Force est de constater que cette vision impitoyable n'a rien perdu de sa violence, et que ce superbe travail de théâtre, dont j'avais farouchement pris la défense, voici cinq ans, au prix de quelques lettres d'insultes, est plus provocant que jamais. Passons vite sur une partie de la distribution, sauf pour signaler la jolie voix de Reinaldo Macias (Arturo), qui donne du relief à un rôle généralement sacrifié, l'autorité de Eldar Aliev (Raimondo), et le mordant de Franck Ferrari (Enrico), qui, avec les années, gagne en style et en musicalité. En revanche, Frank Lopardo (Edgardo) se montre pataud et sans charme- susurrer quelques notes trop suaves n'est qu'un cache-misère. Peut-on imaginer amoureux plus terne ?
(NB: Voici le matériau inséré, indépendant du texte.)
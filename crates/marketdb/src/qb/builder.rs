//! Statement builder shared by every repository.

use crate::error::{OrmError, OrmResult};
use crate::qb::filter::FilterBracket;
use crate::qb::param::{Args, Param};
use crate::qb::sequencer::ArgSequencer;
use tokio_postgres::types::ToSql;

/// Statement kind, fixed when the builder is created.
#[derive(Clone, Copy, Debug, PartialEq, Eq)]
pub enum Mode {
    Insert,
    Update,
    Select,
}

/// A rendered statement: SQL text, its positional arguments, and a
/// human-readable rendering of the WHERE predicate.
///
/// `description` is only meant for logs and error messages.
#[derive(Clone, Debug)]
pub struct BuiltQuery {
    pub sql: String,
    pub args: Args,
    pub description: String,
}

impl BuiltQuery {
    /// Get parameters as references for tokio-postgres.
    pub fn params_ref(&self) -> Vec<&(dyn ToSql + Sync)> {
        self.args.as_refs()
    }
}

/// Accumulates the parts of one INSERT, UPDATE or SELECT statement.
///
/// Setters only record; nothing is numbered until [`QueryBuilder::generate_sql`],
/// which renders every fragment through a single [`ArgSequencer`] in text
/// order.
#[derive(Clone, Debug)]
pub struct QueryBuilder {
    mode: Mode,
    table: String,
    insert_fields: Vec<String>,
    insert_rows: Vec<Vec<Param>>,
    /// Ordered by first assignment; re-assigning keeps the position.
    update_assignments: Vec<(String, Param)>,
    select_fields: Vec<String>,
    joins: Vec<String>,
    root_filter: FilterBracket,
    return_fields: Vec<String>,
    order_by: Vec<String>,
    limit: Option<i64>,
    offset: Option<i64>,
}

impl QueryBuilder {
    /// Create an empty builder bound to one table and one statement kind.
    pub fn new(mode: Mode, table: &str) -> Self {
        Self {
            mode,
            table: table.to_string(),
            insert_fields: Vec::new(),
            insert_rows: Vec::new(),
            update_assignments: Vec::new(),
            select_fields: Vec::new(),
            joins: Vec::new(),
            root_filter: FilterBracket::and(),
            return_fields: Vec::new(),
            order_by: Vec::new(),
            limit: None,
            offset: None,
        }
    }

    pub fn mode(&self) -> Mode {
        self.mode
    }

    pub fn table(&self) -> &str {
        &self.table
    }

    // ==================== INSERT ====================

    /// Append insert columns. Duplicates are not detected.
    pub fn set_insert_field(&mut self, names: &[&str]) -> &mut Self {
        self.insert_fields
            .extend(names.iter().map(|name| name.to_string()));
        self
    }

    /// Append one row of insert values.
    ///
    /// The row must have one value per insert field and at least one value;
    /// otherwise the builder is left untouched and a structural error is
    /// returned. A table filled from column defaults is inserted by adding no
    /// row at all, which renders `DEFAULT VALUES`.
    pub fn set_insert_values(&mut self, row: Vec<Param>) -> OrmResult<&mut Self> {
        if row.is_empty() {
            return Err(OrmError::structural(format!(
                "empty insert row for {}",
                self.table
            )));
        }
        if row.len() != self.insert_fields.len() {
            return Err(OrmError::structural(format!(
                "field/value count mismatch for {}: {} field(s), {} value(s)",
                self.table,
                self.insert_fields.len(),
                row.len()
            )));
        }
        self.insert_rows.push(row);
        Ok(self)
    }

    /// Append columns for the `RETURNING` clause.
    pub fn set_return_fields(&mut self, fields: &[&str]) -> &mut Self {
        self.return_fields
            .extend(fields.iter().map(|field| field.to_string()));
        self
    }

    // ==================== UPDATE ====================

    /// Assign `field = value`. Assigning the same field again replaces the
    /// value in place.
    pub fn set_update<T: ToSql + Send + Sync + 'static>(&mut self, field: &str, value: T) -> &mut Self {
        self.set_update_param(field, Param::new(value))
    }

    pub fn set_update_param(&mut self, field: &str, value: Param) -> &mut Self {
        match self
            .update_assignments
            .iter_mut()
            .find(|(existing, _)| existing == field)
        {
            Some((_, slot)) => *slot = value,
            None => self.update_assignments.push((field.to_string(), value)),
        }
        self
    }

    /// Assign `field = value` when a value is present.
    pub fn set_update_opt<T: ToSql + Send + Sync + 'static>(
        &mut self,
        field: &str,
        value: Option<T>,
    ) -> &mut Self {
        if let Some(v) = value {
            self.set_update(field, v);
        }
        self
    }

    /// Whether at least one assignment exists. An UPDATE must not be rendered
    /// otherwise.
    pub fn is_updatable(&self) -> bool {
        !self.update_assignments.is_empty()
    }

    // ==================== SELECT / shared ====================

    /// Append projected expressions. Repeated calls accumulate, which lets an
    /// entity absorb the columns of a joined entity.
    pub fn select(&mut self, fields: &[&str]) -> &mut Self {
        self.select_fields
            .extend(fields.iter().map(|field| field.to_string()));
        self
    }

    /// Append a raw join clause, e.g. `LEFT JOIN core.markets b ON b.id = p.base_id`.
    ///
    /// The clause is emitted verbatim and must come from code, never from input.
    pub fn join(&mut self, clause: &str) -> &mut Self {
        self.joins.push(clause.to_string());
        self
    }

    /// AND a leaf predicate into the WHERE clause.
    ///
    /// Each `?` is a placeholder and `??` is a literal `?`, so
    /// `metadata ?? ?` tests for a JSONB key.
    pub fn and_where(&mut self, template: &str, args: Vec<Param>) -> &mut Self {
        self.root_filter.add_filter(template, args);
        self
    }

    /// AND a single-argument predicate into the WHERE clause.
    pub fn and_where_value<T: ToSql + Send + Sync + 'static>(
        &mut self,
        template: &str,
        value: T,
    ) -> &mut Self {
        self.and_where(template, vec![Param::new(value)])
    }

    /// AND a single-argument predicate when a value is present.
    pub fn and_where_opt<T: ToSql + Send + Sync + 'static>(
        &mut self,
        template: &str,
        value: Option<T>,
    ) -> &mut Self {
        if let Some(v) = value {
            self.and_where_value(template, v);
        }
        self
    }

    /// AND a whole sub-tree into the WHERE clause.
    pub fn and_bracket(&mut self, bracket: FilterBracket) -> &mut Self {
        self.root_filter.add_bracket(bracket);
        self
    }

    pub fn order_by(&mut self, expr: &str) -> &mut Self {
        self.order_by.push(expr.to_string());
        self
    }

    pub fn limit(&mut self, limit: i64) -> &mut Self {
        self.limit = Some(limit);
        self
    }

    pub fn offset(&mut self, offset: i64) -> &mut Self {
        self.offset = Some(offset);
        self
    }

    // ==================== Build ====================

    /// Render the statement.
    ///
    /// Rendering does not consume or mutate the builder; two calls on the same
    /// state produce identical text and arguments.
    ///
    /// An INSERT has no WHERE clause, so an insert builder carrying filters is
    /// a structural error.
    pub fn generate_sql(&self) -> OrmResult<BuiltQuery> {
        if self.mode == Mode::Insert && !self.root_filter.is_empty() {
            return Err(OrmError::structural(format!(
                "insert into {} cannot carry a WHERE filter ({})",
                self.table,
                self.root_filter.describe()
            )));
        }
        self.root_filter.validate()?;

        let mut seq = ArgSequencer::new();
        let sql = match self.mode {
            Mode::Insert => self.build_insert(&mut seq),
            Mode::Update => {
                if !self.is_updatable() {
                    return Err(OrmError::NoOpUpdate(self.table.clone()));
                }
                self.build_update(&mut seq)
            }
            Mode::Select => self.build_select(&mut seq),
        };

        Ok(BuiltQuery {
            sql,
            args: seq.finish(),
            description: self.selection_description(),
        })
    }

    /// The WHERE predicate with values inlined, e.g. `symbol = BTC-USD`.
    pub fn selection_description(&self) -> String {
        self.root_filter.describe()
    }

    fn build_insert(&self, seq: &mut ArgSequencer) -> String {
        let mut sql = if self.insert_rows.is_empty() {
            format!("INSERT INTO {} DEFAULT VALUES", self.table)
        } else {
            let rows: Vec<String> = self
                .insert_rows
                .iter()
                .map(|row| {
                    let placeholders: Vec<String> =
                        row.iter().map(|value| seq.bind(value.clone())).collect();
                    format!("({})", placeholders.join(", "))
                })
                .collect();
            format!(
                "INSERT INTO {} ({}) VALUES {}",
                self.table,
                self.insert_fields.join(", "),
                rows.join(", ")
            )
        };
        self.push_returning(&mut sql);
        sql
    }

    fn build_update(&self, seq: &mut ArgSequencer) -> String {
        // SET placeholders are bound before any WHERE placeholder.
        let set_parts: Vec<String> = self
            .update_assignments
            .iter()
            .map(|(field, value)| format!("{} = {}", field, seq.bind(value.clone())))
            .collect();

        let mut sql = format!("UPDATE {} SET {}", self.table, set_parts.join(", "));
        sql.push_str(" WHERE ");
        sql.push_str(&self.root_filter.render(seq));
        self.push_returning(&mut sql);
        sql
    }

    fn build_select(&self, seq: &mut ArgSequencer) -> String {
        let fields = if self.select_fields.is_empty() {
            "*".to_string()
        } else {
            self.select_fields.join(", ")
        };

        let mut sql = format!("SELECT {} FROM {}", fields, self.table);
        for join in &self.joins {
            sql.push(' ');
            sql.push_str(join);
        }
        sql.push_str(" WHERE ");
        sql.push_str(&self.root_filter.render(seq));

        if !self.order_by.is_empty() {
            sql.push_str(" ORDER BY ");
            sql.push_str(&self.order_by.join(", "));
        }
        if let Some(limit) = self.limit {
            sql.push_str(&format!(" LIMIT {}", limit));
        }
        if let Some(offset) = self.offset {
            sql.push_str(&format!(" OFFSET {}", offset));
        }
        sql
    }

    /// `RETURNING` uses the explicit return fields, falling back to the
    /// projected fields.
    fn push_returning(&self, sql: &mut String) {
        let cols = if !self.return_fields.is_empty() {
            &self.return_fields
        } else {
            &self.select_fields
        };
        if !cols.is_empty() {
            sql.push_str(" RETURNING ");
            sql.push_str(&cols.join(", "));
        }
    }
}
June Anderson s'en accommode ; il est vrai qu'elle s'investit à tel point dans le spectacle qu'elle finit par en être l'âme. Sa forme vocale est éblouissante, et l'on se doute que sa scène de la folie est un sommet justement acclamé. Quant à son art de comédienne, débarrassé, aujourd'hui, d'inutiles crispations, il est de ceux qui font frissonner d'aise le spectateur le plus blasé. Elle cède parfois à son péché mignon, ralentir les tempos, ce qui n'arrange pas Bruno Campanella, dont la direction semble souvent quelque peu décousue. Mais les vraies personnalités sont tellement rares, et qui plus est celles qui aiment prendre des risques, que personne ne lui en tient rigueur ! June Anderson, qui se gausse avec raison du "star système", fait partie de cette élite ; qu'elle en soit remerciée.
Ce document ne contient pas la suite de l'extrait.